Donald Trump mantém a convicção de que os EUA foram “enganados por anos”, motivo pelo qual não pretende voltar atrás nas tarifas impostas sobre “alumínio, aço ou automóveis”. O ex-presidente afirmou que não cederá “de forma alguma” na guerra tarifária desencadeada com o aumento das tarifas, principalmente direcionadas à China e à indústria siderúrgica global.
“Não vou recuar de forma alguma”, declarou Trump no Salão Oval ao lado do secretário-geral da OTAN, Mark Rutte.
Críticas à União Europeia e Ameaça de Tarifas ao Vinho
Questionado sobre a União Europeia (UE), a qual classificou como “muito desagradável”, Trump lamentou as barreiras para a venda de automóveis norte-americanos no bloco europeu. “Não podemos vender carros na Europa. É proibido por suas políticas e tarifas não monetárias”, afirmou.
Além disso, Trump acusou a UE de processar empresas dos Estados Unidos, como Apple e Google, enquanto, segundo ele, os americanos compram produtos agrícolas europeus sem reciprocidade comercial: “Com eles, é como uma rua de sentido único”, comentou.
Antes da reunião com Rutte, o ex-presidente ameaçou impor uma tarifa de 200% sobre vinhos e outras bebidas alcoólicas importadas da União Europeia. A declaração foi uma resposta aos planos de Bruxelas de taxar as importações de uísque norte-americano.
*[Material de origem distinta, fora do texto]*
pub use sea_orm_migration::prelude::*;

mod m20250301_000001_create_suppliers_table;
mod m20250301_000002_create_orders_table;
mod m20250301_000003_create_order_items_table;
mod m20250301_000004_create_sku_mappings_table;
mod m20250301_000005_create_production_orders_table;

pub struct Migrator;

#[async_trait::async_trait]
impl MigratorTrait for Migrator {
    fn migrations() -> Vec<Box<dyn MigrationTrait>> {
        vec![
            Box::new(m20250301_000001_create_suppliers_table::Migration),
            Box::new(m20250301_000002_create_orders_table::Migration),
            Box::new(m20250301_000003_create_order_items_table::Migration),
            Box::new(m20250301_000004_create_sku_mappings_table::Migration),
            Box::new(m20250301_000005_create_production_orders_table::Migration),
        ]
    }
}
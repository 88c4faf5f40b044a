pub mod order_processor;
pub mod queue;

use serde::{Deserialize, Serialize};
use uuid::Uuid;

/// Enqueue contract for one order-processing job.
#[derive(Debug, Clone, PartialEq, Eq, Serialize, Deserialize)]
pub struct OrderJob {
    pub order_id: Uuid,
    pub order_number: String,
}

impl OrderJob {
    /// Deduplication key: enqueueing the same order while a job with this
    /// key is pending or active is a no-op for the caller.
    pub fn dedup_key(&self) -> String {
        format!("order-{}", self.order_id)
    }
}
Donald Trump e a Guerra Tarifária contra o Canadá
Nesta quarta-feira, os EUA iniciaram a aplicação de tarifas de 25% sobre o aço e o alumínio importados, impactando especialmente o Canadá. Além disso, Brasil, México, Coreia do Sul e Vietnã foram afetados nas exportações de aço, enquanto Emirados Árabes Unidos, Rússia e China enfrentam barreiras no setor de alumínio.
Trump, no entanto, concedeu uma trégua até 2 de abril para o aumento das tarifas de 25% sobre o Canadá e o México para produtos cobertos pelo acordo de livre comércio T-MEC (Tratado entre México, Estados Unidos e Canadá).
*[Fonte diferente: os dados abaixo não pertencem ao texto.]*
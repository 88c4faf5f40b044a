/*!
 * Durable job queue with deduplication keys and a bounded worker pool.
 *
 * The queue owns the job-level retry policy: a failed attempt is re-enqueued
 * with exponential backoff up to the attempt budget, after which the job is
 * parked in a dead set for operator inspection. The adapter layer's retry
 * budget is independent and nested inside a single job attempt.
 */

use async_trait::async_trait;
use chrono::{DateTime, Utc};
use std::collections::{HashSet, VecDeque};
use std::sync::{Arc, Mutex};
use std::time::Duration;
use tokio::sync::{watch, Semaphore};
use tracing::{error, info, warn};

use super::order_processor::OrderProcessor;
use super::OrderJob;
use crate::errors::ServiceError;

/// Delay before re-attempting a failed job: `2^attempt` seconds.
pub fn job_retry_delay(attempt: u32) -> Duration {
    Duration::from_secs(2u64.saturating_pow(attempt))
}

/// A job plus its queue bookkeeping.
#[derive(Debug, Clone)]
pub struct QueuedJob {
    pub job: OrderJob,
    pub attempt: u32,
    pub enqueued_at: DateTime<Utc>,
    /// Earliest time this entry may be handed to a worker
    pub not_before: Option<DateTime<Utc>>,
}

#[async_trait]
pub trait JobQueue: Send + Sync {
    /// Enqueues a job. Returns `false` when a job with the same dedup key is
    /// already pending or active (a no-op from the caller's perspective).
    async fn enqueue(&self, job: OrderJob) -> Result<bool, ServiceError>;

    /// Next runnable job, if any. The dedup key stays held until the job is
    /// acked or parked.
    async fn dequeue(&self) -> Option<QueuedJob>;

    /// Successful completion: releases the dedup key.
    async fn ack(&self, job: &QueuedJob);

    /// Failed attempt that may be retried. Returns `true` when the job was
    /// re-enqueued, `false` when the budget is exhausted and the job parked.
    async fn nack(&self, job: &QueuedJob) -> bool;

    /// Terminal failure (no retry benefit): parks the job immediately.
    async fn park(&self, job: &QueuedJob);
}

#[derive(Debug, Default)]
struct QueueInner {
    pending: VecDeque<QueuedJob>,
    held_keys: HashSet<String>,
    dead: Vec<QueuedJob>,
}

/// In-memory queue implementation; the production deployment fronts this
/// with a durable broker carrying the same contract.
pub struct InMemoryJobQueue {
    inner: Mutex<QueueInner>,
    max_attempts: u32,
}

impl InMemoryJobQueue {
    pub fn new(max_attempts: u32) -> Self {
        Self {
            inner: Mutex::new(QueueInner::default()),
            max_attempts: max_attempts.max(1),
        }
    }

    /// Jobs that exhausted their retry budget or failed terminally.
    pub fn dead_jobs(&self) -> Vec<QueuedJob> {
        self.inner.lock().unwrap().dead.clone()
    }

    pub fn pending_len(&self) -> usize {
        self.inner.lock().unwrap().pending.len()
    }
}

#[async_trait]
impl JobQueue for InMemoryJobQueue {
    async fn enqueue(&self, job: OrderJob) -> Result<bool, ServiceError> {
        let key = job.dedup_key();
        let mut inner = self.inner.lock().unwrap();
        if inner.held_keys.contains(&key) {
            info!(dedup_key = %key, "Duplicate enqueue ignored");
            return Ok(false);
        }
        inner.held_keys.insert(key);
        inner.pending.push_back(QueuedJob {
            job,
            attempt: 1,
            enqueued_at: Utc::now(),
            not_before: None,
        });
        Ok(true)
    }

    async fn dequeue(&self) -> Option<QueuedJob> {
        let now = Utc::now();
        let mut inner = self.inner.lock().unwrap();
        let position = inner
            .pending
            .iter()
            .position(|j| j.not_before.map(|t| t <= now).unwrap_or(true))?;
        inner.pending.remove(position)
    }

    async fn ack(&self, job: &QueuedJob) {
        let mut inner = self.inner.lock().unwrap();
        inner.held_keys.remove(&job.job.dedup_key());
    }

    async fn nack(&self, job: &QueuedJob) -> bool {
        let mut inner = self.inner.lock().unwrap();
        if job.attempt >= self.max_attempts {
            warn!(
                order_id = %job.job.order_id,
                attempt = job.attempt,
                "Job retry budget exhausted, parking"
            );
            inner.held_keys.remove(&job.job.dedup_key());
            inner.dead.push(job.clone());
            return false;
        }

        let delay = job_retry_delay(job.attempt);
        inner.pending.push_back(QueuedJob {
            job: job.job.clone(),
            attempt: job.attempt + 1,
            enqueued_at: job.enqueued_at,
            not_before: Some(Utc::now() + chrono::Duration::from_std(delay).unwrap_or_default()),
        });
        true
    }

    async fn park(&self, job: &QueuedJob) {
        let mut inner = self.inner.lock().unwrap();
        inner.held_keys.remove(&job.job.dedup_key());
        inner.dead.push(job.clone());
    }
}

/// Bounded worker pool draining the queue.
///
/// Each job instance is processed to completion by a single worker; the pool
/// only bounds how many jobs are in flight at once.
pub struct WorkerPool {
    queue: Arc<dyn JobQueue>,
    processor: Arc<OrderProcessor>,
    concurrency: usize,
}

impl WorkerPool {
    pub fn new(queue: Arc<dyn JobQueue>, processor: Arc<OrderProcessor>, concurrency: usize) -> Self {
        Self {
            queue,
            processor,
            concurrency: concurrency.max(1),
        }
    }

    /// Runs until the shutdown signal flips to `true` or its sender is
    /// dropped. In-flight jobs run to completion; mid-job cancellation is
    /// deliberately unsupported.
    pub async fn run(&self, mut shutdown: watch::Receiver<bool>) {
        let semaphore = Arc::new(Semaphore::new(self.concurrency));
        info!(concurrency = self.concurrency, "Worker pool started");

        loop {
            if *shutdown.borrow() {
                break;
            }

            let Some(queued) = self.queue.dequeue().await else {
                tokio::select! {
                    _ = tokio::time::sleep(Duration::from_millis(100)) => continue,
                    changed = shutdown.changed() => {
                        // a dropped sender means the embedder is gone; treat
                        // it as shutdown rather than spinning on the error
                        if changed.is_err() {
                            break;
                        }
                        continue;
                    }
                }
            };

            let permit = match semaphore.clone().acquire_owned().await {
                Ok(permit) => permit,
                Err(_) => break,
            };
            let processor = self.processor.clone();
            let queue = self.queue.clone();

            tokio::spawn(async move {
                let result = processor.run(&queued.job).await;
                match result {
                    Ok(()) => queue.ack(&queued).await,
                    Err(e) if e.is_retryable() => {
                        warn!(
                            order_id = %queued.job.order_id,
                            attempt = queued.attempt,
                            error = %e,
                            "Job attempt failed, scheduling retry"
                        );
                        queue.nack(&queued).await;
                    }
                    Err(e) => {
                        error!(
                            order_id = %queued.job.order_id,
                            error = %e,
                            "Job failed terminally, parking"
                        );
                        queue.park(&queued).await;
                    }
                }
                drop(permit);
            });
        }

        // wait for in-flight jobs to finish
        let _ = semaphore.acquire_many(self.concurrency as u32).await;
        info!("Worker pool stopped");
    }
}

#[cfg(test)]
mod tests {
    use super::*;
    use uuid::Uuid;

    fn job(order_id: Uuid) -> OrderJob {
        OrderJob {
            order_id,
            order_number: "ORD-77".to_string(),
        }
    }

    #[tokio::test]
    async fn duplicate_enqueue_is_deduplicated() {
        let queue = InMemoryJobQueue::new(3);
        let order_id = Uuid::new_v4();

        assert!(queue.enqueue(job(order_id)).await.unwrap());
        assert!(!queue.enqueue(job(order_id)).await.unwrap());
        assert_eq!(queue.pending_len(), 1);
    }

    #[tokio::test]
    async fn key_released_after_ack_allows_reenqueue() {
        let queue = InMemoryJobQueue::new(3);
        let order_id = Uuid::new_v4();

        queue.enqueue(job(order_id)).await.unwrap();
        let queued = queue.dequeue().await.unwrap();
        // key stays held while the job is active
        assert!(!queue.enqueue(job(order_id)).await.unwrap());

        queue.ack(&queued).await;
        assert!(queue.enqueue(job(order_id)).await.unwrap());
    }

    #[tokio::test]
    async fn nack_requeues_with_incremented_attempt_until_budget() {
        let queue = InMemoryJobQueue::new(2);
        let order_id = Uuid::new_v4();

        queue.enqueue(job(order_id)).await.unwrap();
        let first = queue.dequeue().await.unwrap();
        assert_eq!(first.attempt, 1);
        assert!(queue.nack(&first).await);

        // retried entry is delayed and carries attempt 2
        let retried = {
            let inner = queue.inner.lock().unwrap();
            inner.pending.front().unwrap().clone()
        };
        assert_eq!(retried.attempt, 2);
        assert!(retried.not_before.is_some());

        assert!(!queue.nack(&retried).await);
        assert_eq!(queue.dead_jobs().len(), 1);
        // exhausted job releases its key
        assert!(queue.enqueue(job(order_id)).await.unwrap());
    }

    #[tokio::test]
    async fn delayed_jobs_are_not_dequeued_early() {
        let queue = InMemoryJobQueue::new(3);
        let order_id = Uuid::new_v4();

        queue.enqueue(job(order_id)).await.unwrap();
        let first = queue.dequeue().await.unwrap();
        assert!(queue.nack(&first).await);

        // the retry is scheduled 2s out, so an immediate dequeue sees nothing
        assert!(queue.dequeue().await.is_none());
    }

    #[test]
    fn job_retry_delay_is_exponential() {
        assert_eq!(job_retry_delay(1), Duration::from_secs(2));
        assert_eq!(job_retry_delay(2), Duration::from_secs(4));
        assert_eq!(job_retry_delay(3), Duration::from_secs(8));
    }
}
“Os Estados Unidos não podem subsidiar um país. Não precisamos de seus carros, sua energia ou sua madeira”, disse Trump sobre o Canadá, reforçando sua crítica à dependência econômica do país vizinho. Ele chegou a afirmar que o Canadá “deveria ser o 51º estado dos EUA” devido à sua relação comercial com os americanos.
A guerra tarifária impulsionada por Trump continua a redefinir as relações comerciais globais, gerando tensão com aliados históricos e colocando em xeque o livre comércio entre as maiores economias do mundo.